**Exercise description**
Would you please copy every line from the records that contains the word "return"?

**Exercise input**
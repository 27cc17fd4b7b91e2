use super::collection::CollectionData;
use crate::backend::UpgradeScope;
use crate::error::{HostError, HostResult};
use crate::schema::{CollectionSpec, IndexSpec};
use std::collections::BTreeMap;

/// Upgrade scope over a staged copy of a database's collections.
pub(crate) struct MemoryUpgrade<'a> {
    old_version: u32,
    new_version: u32,
    collections: &'a mut BTreeMap<String, CollectionData>,
}

impl<'a> MemoryUpgrade<'a> {
    pub(crate) fn new(
        old_version: u32,
        new_version: u32,
        collections: &'a mut BTreeMap<String, CollectionData>,
    ) -> Self {
        Self {
            old_version,
            new_version,
            collections,
        }
    }
}

impl UpgradeScope for MemoryUpgrade<'_> {
    fn old_version(&self) -> u32 {
        self.old_version
    }

    fn new_version(&self) -> u32 {
        self.new_version
    }

    fn has_collection(&self, name: &str) -> bool {
        self.collections.contains_key(name)
    }

    fn create_collection(&mut self, spec: &CollectionSpec) -> HostResult<()> {
        if spec.name.is_empty() {
            return Err(HostError::data("collection name must not be empty"));
        }
        if self.collections.contains_key(&spec.name) {
            return Err(HostError::constraint(format!(
                "collection '{}' already exists",
                spec.name
            )));
        }
        let data = CollectionData::new(spec)?;
        self.collections.insert(spec.name.clone(), data);
        Ok(())
    }

    fn has_index(&self, collection: &str, index: &str) -> bool {
        self.collections
            .get(collection)
            .is_some_and(|data| data.has_index(index))
    }

    fn create_index(&mut self, collection: &str, spec: &IndexSpec) -> HostResult<()> {
        self.collections
            .get_mut(collection)
            .ok_or_else(|| HostError::not_found(format!("collection '{collection}' not found")))?
            .create_index(spec)
    }
}

#[cfg(test)]
mod tests {
    use super::*;
    use crate::error::HostErrorKind;

    #[test]
    fn create_collection_twice_is_a_constraint_error() {
        let mut collections = BTreeMap::new();
        let mut scope = MemoryUpgrade::new(0, 1, &mut collections);
        let spec = CollectionSpec::new("notes", "id");

        scope.create_collection(&spec).unwrap();
        let err = scope.create_collection(&spec).unwrap_err();
        assert!(err.is(HostErrorKind::Constraint));
    }

    #[test]
    fn index_on_missing_collection_is_not_found() {
        let mut collections = BTreeMap::new();
        let mut scope = MemoryUpgrade::new(0, 1, &mut collections);

        let err = scope
            .create_index("ghost", &IndexSpec::new("x", "x"))
            .unwrap_err();
        assert!(err.is(HostErrorKind::NotFound));
        assert!(!scope.has_index("ghost", "x"));
    }

    #[test]
    fn declared_indexes_are_created_with_collection() {
        let mut collections = BTreeMap::new();
        let mut scope = MemoryUpgrade::new(0, 1, &mut collections);
        scope
            .create_collection(&CollectionSpec::new("users", "id").index(IndexSpec::new("by_name", "name")))
            .unwrap();

        assert!(scope.has_collection("users"));
        assert!(scope.has_index("users", "by_name"));
    }
}
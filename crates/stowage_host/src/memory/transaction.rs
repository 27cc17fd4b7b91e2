use super::collection::CollectionData;
use super::{DbState, Dispatcher};
use crate::backend::{Callback, HostConnection, HostTransaction};
use crate::error::{HostError, HostErrorKind, HostResult};
use crate::schema::{CollectionSpec, TransactionMode};
use parking_lot::{Mutex, RwLock};
use std::collections::hash_map::Entry;
use std::collections::{BTreeSet, HashMap};
use std::sync::atomic::{AtomicBool, AtomicU64, Ordering};
use std::sync::Arc;
use stowage_codec::{Key, Value};
use tracing::{debug, trace};

/// An open connection to a [`super::MemoryHost`] database.
pub struct MemoryConnection {
    name: String,
    version: u32,
    db: Arc<RwLock<DbState>>,
    closed: AtomicBool,
    dispatcher: Dispatcher,
    next_transaction_id: Arc<AtomicU64>,
}

impl MemoryConnection {
    pub(crate) fn new(
        name: &str,
        version: u32,
        db: Arc<RwLock<DbState>>,
        dispatcher: Dispatcher,
        next_transaction_id: Arc<AtomicU64>,
    ) -> Self {
        Self {
            name: name.to_string(),
            version,
            db,
            closed: AtomicBool::new(false),
            dispatcher,
            next_transaction_id,
        }
    }
}

impl std::fmt::Debug for MemoryConnection {
    fn fmt(&self, f: &mut std::fmt::Formatter<'_>) -> std::fmt::Result {
        f.debug_struct("MemoryConnection")
            .field("name", &self.name)
            .field("version", &self.version)
            .field("closed", &self.is_closed())
            .finish_non_exhaustive()
    }
}

impl HostConnection for MemoryConnection {
    type Transaction = MemoryTransaction;

    fn name(&self) -> &str {
        &self.name
    }

    fn version(&self) -> u32 {
        self.version
    }

    fn collection_names(&self) -> Vec<String> {
        self.db.read().collections.keys().cloned().collect()
    }

    fn transaction(&self, scope: &[&str], mode: TransactionMode) -> HostResult<MemoryTransaction> {
        if self.is_closed() {
            return Err(HostError::invalid_state(format!(
                "connection to '{}' is closed",
                self.name
            )));
        }
        if scope.is_empty() {
            return Err(HostError::new(
                HostErrorKind::InvalidAccess,
                "transaction scope must name at least one collection",
            ));
        }
        {
            let db = self.db.read();
            if let Some(missing) = scope.iter().find(|name| !db.collections.contains_key(**name)) {
                return Err(HostError::not_found(format!(
                    "collection '{missing}' not found in '{}'",
                    self.name
                )));
            }
        }

        let id = self.next_transaction_id.fetch_add(1, Ordering::Relaxed);
        trace!(txn = id, ?scope, %mode, "started");
        Ok(MemoryTransaction {
            id,
            db: Arc::clone(&self.db),
            scope: scope.iter().map(|s| (*s).to_string()).collect(),
            mode,
            inner: Mutex::new(TxnInner::default()),
            dispatcher: self.dispatcher.clone(),
        })
    }

    fn close(&self) {
        if !self.closed.swap(true, Ordering::SeqCst) {
            debug!(name = %self.name, "closed connection");
        }
    }

    fn is_closed(&self) -> bool {
        self.closed.load(Ordering::SeqCst)
    }
}

/// Transaction lifecycle.
#[derive(Debug, Clone, Copy, PartialEq, Eq, Default)]
enum TxnState {
    #[default]
    Active,
    Committed,
    Aborted,
}

/// A write applied to a snapshot, replayed on commit.
#[derive(Debug)]
enum WriteOp {
    Add {
        collection: String,
        key: Key,
        record: Value,
    },
    Put {
        collection: String,
        key: Key,
        record: Value,
    },
    Delete {
        collection: String,
        key: Key,
    },
}

impl WriteOp {
    fn collection(&self) -> &str {
        match self {
            Self::Add { collection, .. } | Self::Put { collection, .. } | Self::Delete { collection, .. } => {
                collection
            }
        }
    }

    fn apply(&self, data: &mut CollectionData) -> HostResult<()> {
        match self {
            Self::Add { key, record, .. } => data.write(key.clone(), record, false),
            Self::Put { key, record, .. } => data.write(key.clone(), record, true),
            Self::Delete { key, .. } => data.remove(key).map(|_| ()),
        }
    }
}

#[derive(Debug, Default)]
struct TxnInner {
    state: TxnState,
    /// Per-collection working copies, taken on first access.
    snapshots: HashMap<String, CollectionData>,
    log: Vec<WriteOp>,
}

impl TxnInner {
    fn ensure_active(&self) -> HostResult<()> {
        match self.state {
            TxnState::Active => Ok(()),
            TxnState::Committed => Err(HostError::transaction_inactive(
                "transaction has already committed",
            )),
            TxnState::Aborted => Err(HostError::transaction_inactive(
                "transaction has been aborted",
            )),
        }
    }

    fn discard(&mut self) {
        self.state = TxnState::Aborted;
        self.snapshots.clear();
        self.log.clear();
    }
}

/// A transaction on a [`MemoryConnection`].
///
/// Reads and writes go to private snapshots of the collections in scope.
/// Commit replays the writes against the committed state; a transaction
/// dropped before commit leaves no trace.
pub struct MemoryTransaction {
    id: u64,
    db: Arc<RwLock<DbState>>,
    scope: BTreeSet<String>,
    mode: TransactionMode,
    inner: Mutex<TxnInner>,
    dispatcher: Dispatcher,
}

impl MemoryTransaction {
    fn run<T, F>(&self, collection: &str, writes: bool, callback: Callback<T>, op: F)
    where
        T: 'static,
        F: FnOnce(&mut CollectionData, &mut Vec<WriteOp>) -> HostResult<T>,
    {
        let result = self.execute(collection, writes, op);
        self.dispatcher.deliver(callback, result);
    }

    fn execute<T, F>(&self, collection: &str, writes: bool, op: F) -> HostResult<T>
    where
        F: FnOnce(&mut CollectionData, &mut Vec<WriteOp>) -> HostResult<T>,
    {
        let mut inner = self.inner.lock();
        inner.ensure_active()?;

        let result = self.access(&mut inner, collection, writes, op);
        if let Err(err) = &result {
            debug!(txn = self.id, collection, error = %err, "failed request aborted transaction");
            inner.discard();
        }
        result
    }

    fn access<T, F>(&self, inner: &mut TxnInner, collection: &str, writes: bool, op: F) -> HostResult<T>
    where
        F: FnOnce(&mut CollectionData, &mut Vec<WriteOp>) -> HostResult<T>,
    {
        if writes && self.mode == TransactionMode::ReadOnly {
            return Err(HostError::read_only(format!(
                "cannot write to '{collection}' in a read-only transaction"
            )));
        }
        if !self.scope.contains(collection) {
            return Err(HostError::not_found(format!(
                "collection '{collection}' is not in the transaction scope"
            )));
        }

        let TxnInner { snapshots, log, .. } = inner;
        let data = match snapshots.entry(collection.to_string()) {
            Entry::Occupied(entry) => entry.into_mut(),
            Entry::Vacant(entry) => {
                let committed = self.db.read();
                let data = committed.collections.get(collection).ok_or_else(|| {
                    HostError::not_found(format!("collection '{collection}' no longer exists"))
                })?;
                entry.insert(data.clone())
            }
        };
        op(data, log)
    }

    fn finish(&self) -> HostResult<()> {
        let mut inner = self.inner.lock();
        inner.ensure_active()?;

        let log = std::mem::take(&mut inner.log);
        inner.snapshots.clear();
        if log.is_empty() {
            inner.state = TxnState::Committed;
            return Ok(());
        }

        let mut db = self.db.write();
        match replay(&db, &log) {
            Ok(staged) => {
                db.collections.extend(staged);
                inner.state = TxnState::Committed;
                trace!(txn = self.id, writes = log.len(), "committed");
                Ok(())
            }
            Err(err) => {
                inner.discard();
                debug!(txn = self.id, error = %err, "commit failed");
                Err(err)
            }
        }
    }
}

/// Applies `log` to copies of the committed collections it touches.
fn replay(db: &DbState, log: &[WriteOp]) -> HostResult<HashMap<String, CollectionData>> {
    let mut staged: HashMap<String, CollectionData> = HashMap::new();
    for op in log {
        let name = op.collection();
        let data = match staged.entry(name.to_string()) {
            Entry::Occupied(entry) => entry.into_mut(),
            Entry::Vacant(entry) => {
                let committed = db.collections.get(name).ok_or_else(|| {
                    HostError::not_found(format!("collection '{name}' no longer exists"))
                })?;
                entry.insert(committed.clone())
            }
        };
        op.apply(data)?;
    }
    Ok(staged)
}

impl std::fmt::Debug for MemoryTransaction {
    fn fmt(&self, f: &mut std::fmt::Formatter<'_>) -> std::fmt::Result {
        f.debug_struct("MemoryTransaction")
            .field("id", &self.id)
            .field("scope", &self.scope)
            .field("mode", &self.mode)
            .field("state", &self.inner.lock().state)
            .finish_non_exhaustive()
    }
}

impl HostTransaction for MemoryTransaction {
    fn mode(&self) -> TransactionMode {
        self.mode
    }

    fn collection_spec(&self, collection: &str) -> HostResult<CollectionSpec> {
        if !self.scope.contains(collection) {
            return Err(HostError::not_found(format!(
                "collection '{collection}' is not in the transaction scope"
            )));
        }
        self.db
            .read()
            .collections
            .get(collection)
            .map(|data| data.spec().clone())
            .ok_or_else(|| HostError::not_found(format!("collection '{collection}' no longer exists")))
    }

    fn add(&self, collection: &str, mut record: Value, key: Option<Key>, callback: Callback<Key>) {
        self.run(collection, true, callback, |data, log| {
            let key = data.resolve_key(&mut record, key)?;
            data.write(key.clone(), &record, false)?;
            log.push(WriteOp::Add {
                collection: collection.to_string(),
                key: key.clone(),
                record,
            });
            Ok(key)
        });
    }

    fn put(&self, collection: &str, mut record: Value, key: Option<Key>, callback: Callback<Key>) {
        self.run(collection, true, callback, |data, log| {
            let key = data.resolve_key(&mut record, key)?;
            data.write(key.clone(), &record, true)?;
            log.push(WriteOp::Put {
                collection: collection.to_string(),
                key: key.clone(),
                record,
            });
            Ok(key)
        });
    }

    fn get(&self, collection: &str, key: &Key, callback: Callback<Option<Value>>) {
        self.run(collection, false, callback, |data, _| data.get(key));
    }

    fn get_all(&self, collection: &str, callback: Callback<Vec<Value>>) {
        self.run(collection, false, callback, |data, _| data.all());
    }

    fn get_all_by_index(
        &self,
        collection: &str,
        index: &str,
        value: &Key,
        callback: Callback<Vec<Value>>,
    ) {
        self.run(collection, false, callback, |data, _| data.by_index(index, value));
    }

    fn count(&self, collection: &str, callback: Callback<u64>) {
        self.run(collection, false, callback, |data, _| Ok(data.len() as u64));
    }

    fn delete(&self, collection: &str, key: &Key, callback: Callback<()>) {
        self.run(collection, true, callback, |data, log| {
            data.remove(key)?;
            log.push(WriteOp::Delete {
                collection: collection.to_string(),
                key: key.clone(),
            });
            Ok(())
        });
    }

    fn commit(&self, callback: Callback<()>) {
        let result = self.finish();
        self.dispatcher.deliver(callback, result);
    }

    fn abort(&self) {
        let mut inner = self.inner.lock();
        if inner.state == TxnState::Active {
            inner.discard();
            trace!(txn = self.id, "aborted");
        }
    }
}

impl Drop for MemoryTransaction {
    fn drop(&mut self) {
        let inner = self.inner.get_mut();
        if inner.state == TxnState::Active && !inner.log.is_empty() {
            debug!(
                txn = self.id,
                discarded = inner.log.len(),
                "dropped before commit"
            );
        }
    }
}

**Response to the task**
            return Err(HostError::data("collection name must not be empty"));
            return Err(HostError::constraint(format!(
            return Err(HostError::invalid_state(format!(
            return Err(HostError::new(
                return Err(HostError::not_found(format!(
            return Err(HostError::read_only(format!(
            return Err(HostError::not_found(format!(
            return Ok(());
            return Err(HostError::not_found(format!(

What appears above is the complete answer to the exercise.